Both Russia and Ukraine have the right to access the strait leading to the Sea of Azov, under the terms of a 2003 treaty. "We stand with Ukraine against Russian provocative and threatening activity in the Sea of Azov," the State Department stated in its tweet announcing the OC-135 mission.

The OC-135 that flew over Ukraine is one of two surveillance planes that the Air Force operates under the auspices of the 1992 Open Skies Treaty. Republican hawks in the U.S. Congress have fought hard to ground the OC-135s as part of their wider assault on international treaties.

The December 2018 Open Skies flight qualified as an "extraordinary" mission under the terms of the treaty. Open Skies allows the 34 signatory states, including Russia, the United States and most European states, to fly unarmed camera- and radar-equipped planes along pre-negotiated routes over each other’s territory, all for the purposes of monitoring military activities and verifying compliance with other treaties.
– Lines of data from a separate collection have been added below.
//! VDC and organization administration.
//!
//! All operations require the system administrator role. VDC writes keep the bound
//! namespace converged when a cluster backend is configured.

use super::Orchestrator;
use super::access::{Action, require_system_admin};
use super::is_dns_label;
use super::provisioner::EnsureOutcome;
use crate::error::OrchestratorError;
use crate::urn::Kind;
use tracing::{error, info, warn};
use uuid::Uuid;
use vcd_store::{AllocationModel, ResourceLimit, StoreError, Vdc};

/// Attributes of a VDC
#[derive(Debug, Clone)]
pub struct VdcParams {
    /// VDC name, unique within the organization
    pub name: String,
    /// Free-form description
    pub description: Option<String>,
    /// Quota derivation model
    pub allocation_model: AllocationModel,
    /// CPU limit
    pub cpu: ResourceLimit,
    /// Memory limit
    pub memory: ResourceLimit,
    /// Number of networks the VDC may create
    pub network_quota: i32,
    /// Disabled VDCs reject writes
    pub enabled: bool,
    /// Namespace to bind; defaults to `vdc-<uuid>`. Fixed once created.
    pub namespace: Option<String>,
}

impl VdcParams {
    /// Enabled pay-as-you-go VDC without limits
    pub fn new(name: impl Into<String>) -> Self {
        Self {
            name: name.into(),
            description: None,
            allocation_model: AllocationModel::PayAsYouGo,
            cpu: ResourceLimit::unlimited("cores"),
            memory: ResourceLimit::unlimited("MB"),
            network_quota: 0,
            enabled: true,
            namespace: None,
        }
    }

    fn apply(&self, vdc: &mut Vdc) {
        vdc.name = self.name.clone();
        vdc.description = self.description.clone();
        vdc.allocation_model = self.allocation_model;
        vdc.cpu = self.cpu.clone();
        vdc.memory = self.memory.clone();
        vdc.network_quota = self.network_quota;
        vdc.enabled = self.enabled;
    }
}

fn validate(params: &VdcParams) -> Result<(), OrchestratorError> {
    if params.name.trim().is_empty() {
        return Err(OrchestratorError::InvalidRequest("VDC name must not be empty".to_string()));
    }
    if let Some(ns) = &params.namespace
        && !is_dns_label(ns)
    {
        return Err(OrchestratorError::InvalidRequest(format!(
            "namespace '{}' is not a valid RFC 1123 label",
            ns
        )));
    }
    if params.network_quota < 0 {
        return Err(OrchestratorError::InvalidRequest("network quota must not be negative".to_string()));
    }
    Ok(())
}

impl Orchestrator {
    /// Create a VDC in an organization and provision its namespace
    ///
    /// The record is removed again when provisioning fails.
    pub async fn create_vdc(&self, caller_id: Uuid, org_handle: &str, params: VdcParams) -> Result<Vdc, OrchestratorError> {
        let caller = self.caller(caller_id).await?;
        require_system_admin(&caller)?;
        validate(&params)?;
        let org_id = self.codec.decode_as(org_handle, Kind::Org)?;
        let org = self.resolve_org(&caller, org_id, Action::Write).await?;

        let id = Uuid::new_v4();
        let namespace = params
            .namespace
            .clone()
            .unwrap_or_else(|| format!("vdc-{}", id.hyphenated()));
        let mut vdc = Vdc::new(org.id, params.name.clone(), namespace);
        vdc.id = id;
        params.apply(&mut vdc);

        match self.store.create_vdc(&vdc).await {
            Ok(()) => {}
            Err(StoreError::Conflict { detail, .. }) => {
                return Err(OrchestratorError::NameConflict(format!(
                    "VDC {} conflicts with an existing VDC ({})",
                    vdc.name, detail
                )));
            }
            Err(e) => return Err(e.into()),
        }

        if let Some(provisioner) = &self.provisioner {
            if let Err(e) = provisioner.ensure(&vdc, &org).await {
                error!("Provisioning VDC {} failed, removing record: {}", vdc.name, e);
                if let Err(cleanup) = self.store.delete_vdc(vdc.id).await {
                    error!("Failed to remove VDC record {}: {}", vdc.name, cleanup);
                }
                return Err(e);
            }
        } else {
            warn!("VDC {} recorded without a cluster backend", vdc.name);
        }
        info!("Created VDC {} in organization {} (namespace {})", vdc.name, org.name, vdc.namespace);
        Ok(vdc)
    }

    /// Update VDC attributes and converge its namespace
    pub async fn update_vdc(&self, caller_id: Uuid, vdc_handle: &str, params: VdcParams) -> Result<Vdc, OrchestratorError> {
        let caller = self.caller(caller_id).await?;
        require_system_admin(&caller)?;
        validate(&params)?;
        let id = self.codec.decode_as(vdc_handle, Kind::Vdc)?;
        let (mut vdc, org) = self.resolve_vdc(&caller, id, Action::Write).await?;

        if let Some(ns) = &params.namespace
            && *ns != vdc.namespace
        {
            return Err(OrchestratorError::InvalidRequest(format!(
                "namespace binding of VDC {} cannot change",
                vdc.name
            )));
        }
        params.apply(&mut vdc);
        match self.store.update_vdc(&vdc).await {
            Ok(()) => {}
            Err(StoreError::Conflict { detail, .. }) => {
                return Err(OrchestratorError::NameConflict(format!("VDC {}: {}", vdc.name, detail)));
            }
            Err(e) => return Err(e.into()),
        }

        if let Some(provisioner) = &self.provisioner {
            let outcome = provisioner.ensure(&vdc, &org).await?;
            if outcome != EnsureOutcome::Unchanged {
                info!("VDC {} namespace {:?}", vdc.name, outcome);
            }
        }
        Ok(vdc)
    }

    /// Delete an empty VDC and its namespace
    pub async fn delete_vdc(&self, caller_id: Uuid, vdc_handle: &str) -> Result<(), OrchestratorError> {
        let caller = self.caller(caller_id).await?;
        require_system_admin(&caller)?;
        let id = self.codec.decode_as(vdc_handle, Kind::Vdc)?;
        let (vdc, _org) = self.resolve_vdc(&caller, id, Action::Write).await?;

        let vapps = self.store.list_vapps_by_vdc(vdc.id).await?;
        if !vapps.is_empty() {
            return Err(OrchestratorError::ResourceConflict(format!(
                "VDC {} still holds {} vApp(s)",
                vdc.name,
                vapps.len()
            )));
        }
        if let Some(provisioner) = &self.provisioner {
            provisioner.teardown(&vdc).await?;
        }
        match self.store.delete_vdc(vdc.id).await {
            Ok(()) | Err(StoreError::NotFound { .. }) => {}
            Err(StoreError::Conflict { detail, .. }) => return Err(OrchestratorError::ResourceConflict(detail)),
            Err(e) => return Err(e.into()),
        }
        info!("Deleted VDC {}", vdc.name);
        Ok(())
    }

    /// Delete an organization without VDCs
    pub async fn delete_org(&self, caller_id: Uuid, org_handle: &str) -> Result<(), OrchestratorError> {
        let caller = self.caller(caller_id).await?;
        require_system_admin(&caller)?;
        let id = self.codec.decode_as(org_handle, Kind::Org)?;
        let org = self.resolve_org(&caller, id, Action::Write).await?;

        if org.is_provider {
            return Err(OrchestratorError::ResourceConflict(
                "the provider organization cannot be deleted".to_string(),
            ));
        }
        let vdcs = self.store.list_vdcs_by_org(org.id).await?;
        if !vdcs.is_empty() {
            return Err(OrchestratorError::ResourceConflict(format!(
                "organization {} still holds {} VDC(s)",
                org.name,
                vdcs.len()
            )));
        }
        match self.store.delete_org(org.id).await {
            Ok(()) | Err(StoreError::NotFound { .. }) => {}
            Err(StoreError::Conflict { detail, .. }) => return Err(OrchestratorError::ResourceConflict(detail)),
            Err(e) => return Err(e.into()),
        }
        info!("Deleted organization {}", org.name);
        Ok(())
    }
}

#[cfg(test)]
#[path = "admin_test.rs"]
mod admin_test;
“The Open Skies Treaty provides a significant contribution to the security and stability of North America and Europe,” Kingston Reif, director for disarmament and threat reduction policy at the Arms Control Association in Washington, D.C., told the National Interest.
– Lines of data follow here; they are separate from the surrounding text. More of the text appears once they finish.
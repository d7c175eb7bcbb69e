//! Liveness and readiness endpoints.
//!
//! `/healthz` answers as long as the process serves HTTP. `/readyz` answers 200 only
//! once the cluster cache has synced (when a cluster backend is configured) and the
//! store responds to a ping.

use axum::Router;
use axum::extract::State;
use axum::http::StatusCode;
use axum::routing::get;
use cluster_client::ClusterCache;
use std::net::SocketAddr;
use std::sync::Arc;
use tracing::{debug, error, info};
use vcd_store::StoreTrait;

/// Dependencies checked by the readiness probe
#[derive(Clone)]
pub struct ProbeState {
    /// Pinged on every readiness check
    pub store: Arc<dyn StoreTrait>,
    /// Must be synced when a cluster is configured
    pub cache: Option<Arc<ClusterCache>>,
}

impl std::fmt::Debug for ProbeState {
    fn fmt(&self, f: &mut std::fmt::Formatter<'_>) -> std::fmt::Result {
        f.debug_struct("ProbeState")
            .field("cache", &self.cache.is_some())
            .finish_non_exhaustive()
    }
}

/// Whether the orchestrator can serve requests
pub async fn readiness(state: &ProbeState) -> bool {
    if let Some(cache) = &state.cache
        && !cache.is_synced()
    {
        debug!("Not ready: cluster cache not synced");
        return false;
    }
    match state.store.ping().await {
        Ok(()) => true,
        Err(e) => {
            debug!("Not ready: {}", e);
            false
        }
    }
}

async fn readyz(State(state): State<ProbeState>) -> StatusCode {
    if readiness(&state).await {
        StatusCode::OK
    } else {
        StatusCode::SERVICE_UNAVAILABLE
    }
}

fn probe_routes(state: ProbeState) -> Router {
    Router::new()
        .route("/healthz", get(|| async { "ok" }))
        .route("/readyz", get(readyz))
        .with_state(state)
}

/// Serve the probe endpoints until the listener fails
pub async fn serve_probes(addr: SocketAddr, state: ProbeState) {
    let listener = match tokio::net::TcpListener::bind(addr).await {
        Ok(listener) => listener,
        Err(e) => {
            error!("Failed to bind probe endpoint {}: {}", addr, e);
            return;
        }
    };
    info!("Serving probes on {}", addr);
    if let Err(e) = axum::serve(listener, probe_routes(state)).await {
        error!("Probe server error: {}", e);
    }
}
Governments schedule flights on the basis of a complex exchange. Generally speaking, the United States and Russia are each entitled to a handful of flights annually over each other’s territory. But a signatory state can request an "extraordinary" flight over its own territory for the purpose of "conflict prevention and crisis management," according to the treaty.

Ukraine requested the OC-135 flight as a display of solidarity between it and its allies. "The timing of this flight is intended to reaffirm U.S. commitment to Ukraine and other partner nations," the Pentagon stated.
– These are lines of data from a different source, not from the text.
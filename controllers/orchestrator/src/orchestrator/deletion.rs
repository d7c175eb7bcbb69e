//! vApp and VM deletion.
//!
//! The record is marked `DELETING` first so concurrent power operations are rejected,
//! then the cluster objects are removed, then the record. A cluster failure restores
//! the previous status and leaves the record in place.

use super::Orchestrator;
use super::access::Action;
use crate::error::OrchestratorError;
use crate::lifecycle::is_running;
use crate::urn::Kind;
use cluster_client::{ClusterClientTrait, ClusterError};
use std::sync::Arc;
use tracing::{debug, info, warn};
use uuid::Uuid;
use vcd_store::{Status, StoreError, VApp, Vm};

impl Orchestrator {
    /// Delete a vApp with its VMs and TemplateInstance
    ///
    /// Without `force`, fails with `RunningVmsPresent` while any VM is running.
    pub async fn delete_vapp(&self, caller_id: Uuid, vapp_handle: &str, force: bool) -> Result<(), OrchestratorError> {
        let caller = self.caller(caller_id).await?;
        let id = self.codec.decode_as(vapp_handle, Kind::VApp)?;
        let (vapp, _vdc, _org) = self.resolve_vapp(&caller, id, Action::Write).await?;

        let vms = self.store.list_vms_by_vapp(vapp.id).await?;
        let running = vms.iter().filter(|vm| is_running(vm.status)).count();
        if running > 0 && !force {
            return Err(OrchestratorError::RunningVmsPresent(format!(
                "vApp {} has {} running VM(s)",
                vapp.name, running
            )));
        }

        let previous = vapp.status;
        if previous != Status::Deleting {
            self.store.update_vapp_status(vapp.id, Status::Deleting).await?;
        }

        if let Some(cluster) = &self.cluster
            && let Err(e) = remove_vapp_objects(cluster, &vapp, &vms).await
        {
            self.restore_vapp_status(&vapp, previous).await;
            return Err(e);
        }

        match self.store.delete_vapp(vapp.id).await {
            Ok(()) | Err(StoreError::NotFound { .. }) => {}
            Err(e) => return Err(e.into()),
        }
        info!(
            "Deleted vApp {} ({} VMs, forced: {}) by {}",
            vapp.name,
            vms.len(),
            force,
            caller.name
        );
        Ok(())
    }

    /// Delete a single VM
    ///
    /// Without `force`, fails with `RunningVmsPresent` while the VM is running.
    pub async fn delete_vm(&self, caller_id: Uuid, vm_handle: &str, force: bool) -> Result<(), OrchestratorError> {
        let caller = self.caller(caller_id).await?;
        let id = self.codec.decode_vm_handle(vm_handle)?;
        let (vm, _vapp, _vdc, _org) = self.resolve_vm(&caller, id, Action::Write).await?;

        if is_running(vm.status) && !force {
            return Err(OrchestratorError::RunningVmsPresent(format!(
                "VM {} is {}",
                vm.name, vm.status
            )));
        }

        let previous = vm.status;
        if previous != Status::Deleting {
            self.store.update_vm_status(vm.id, Status::Deleting).await?;
        }

        if let Some(cluster) = &self.cluster
            && let Err(e) = remove_vm(cluster, &vm).await
        {
            if previous != Status::Deleting
                && let Err(restore) = self.store.update_vm_status(vm.id, previous).await
            {
                warn!("Failed to restore status of VM {}: {}", vm.name, restore);
            }
            return Err(e);
        }

        match self.store.delete_vm(vm.id).await {
            Ok(()) | Err(StoreError::NotFound { .. }) => {}
            Err(e) => return Err(e.into()),
        }
        info!("Deleted VM {} (forced: {}) by {}", vm.name, force, caller.name);
        Ok(())
    }

    async fn restore_vapp_status(&self, vapp: &VApp, previous: Status) {
        if previous == Status::Deleting {
            return;
        }
        if let Err(e) = self.store.update_vapp_status(vapp.id, previous).await {
            warn!("Failed to restore status of vApp {}: {}", vapp.name, e);
        }
    }
}

async fn remove_vapp_objects(cluster: &Arc<dyn ClusterClientTrait>, vapp: &VApp, vms: &[Vm]) -> Result<(), OrchestratorError> {
    for vm in vms {
        remove_vm(cluster, vm).await?;
    }
    if let Some(instance) = &vapp.cluster_instance_ref {
        match cluster
            .delete_template_instance(&instance.namespace, &instance.name)
            .await
        {
            Ok(()) => debug!("Deleted template instance {}/{}", instance.namespace, instance.name),
            Err(ClusterError::NotFound(_)) => {}
            Err(e) => return Err(e.into()),
        }
    }
    Ok(())
}

async fn remove_vm(cluster: &Arc<dyn ClusterClientTrait>, vm: &Vm) -> Result<(), OrchestratorError> {
    match cluster
        .delete_virtual_machine(&vm.namespace, &vm.cluster_name)
        .await
    {
        Ok(()) => {
            debug!("Deleted VirtualMachine {}/{}", vm.namespace, vm.cluster_name);
            Ok(())
        }
        Err(ClusterError::NotFound(_)) => Ok(()),
        Err(e) => Err(e.into()),
    }
}

#[cfg(test)]
#[path = "deletion_test.rs"]
mod deletion_test;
But Open Skies nearly collapsed during the first two years of the Trump administration and unified Republican control of the U.S. government, which will end when the Democrat-majority House of Representatives seats in January 2019.

 

A contingent of House Republicans, led by Rep. Mac Thornberry of Texas, have worked to undermine U.S. participation in Open Skies, on the grounds that reciprocal Russian overflights of U.S. territory harm America's interests. “There is no good reason to allow the Russians to have nearly unfettered access to American air space for intelligence collection,” Thornberry stated.

As part of their anti-treaty campaign, Thornberry and his allies on the House Armed Services Committee repeatedly tried to remove funding for the OC-135s, which have handled America's Open Skies missions since 1993.

The OC-135s, variants of the classic Boeing 707 airliner, carry four conventional wet-film cameras—three for low-altitude shots and one for high altitude—plus personnel to operate the image sensors.

But the 1960s-vintage planes are old and badly in need of upgrading—and, eventually, replacement. In 2008, George Sarris, a contract OC-135 mechanic, went to the media with evidence that the OC-135s increasingly were unsafe to fly.

Ten years later, according to Sarris, the planes are even less safe. “It is my opinion that the OC-135s are in worse condition today in comparison to 2008,” Sarris told the National Interest.

In 2018 the Air Force asked Congress for $220 million to begin buying two new planes to replace the OC-135s. But Thornberry and his allies removed that money from the House version of the 2018 defense appropriation bill.

The U.S. Senate restored some of the money, thus preserving Open Skies for another year. With the Russia-Ukraine crisis escalating, opponents of Russian aggression are lucky the treaty, and America's special treaty planes, survived.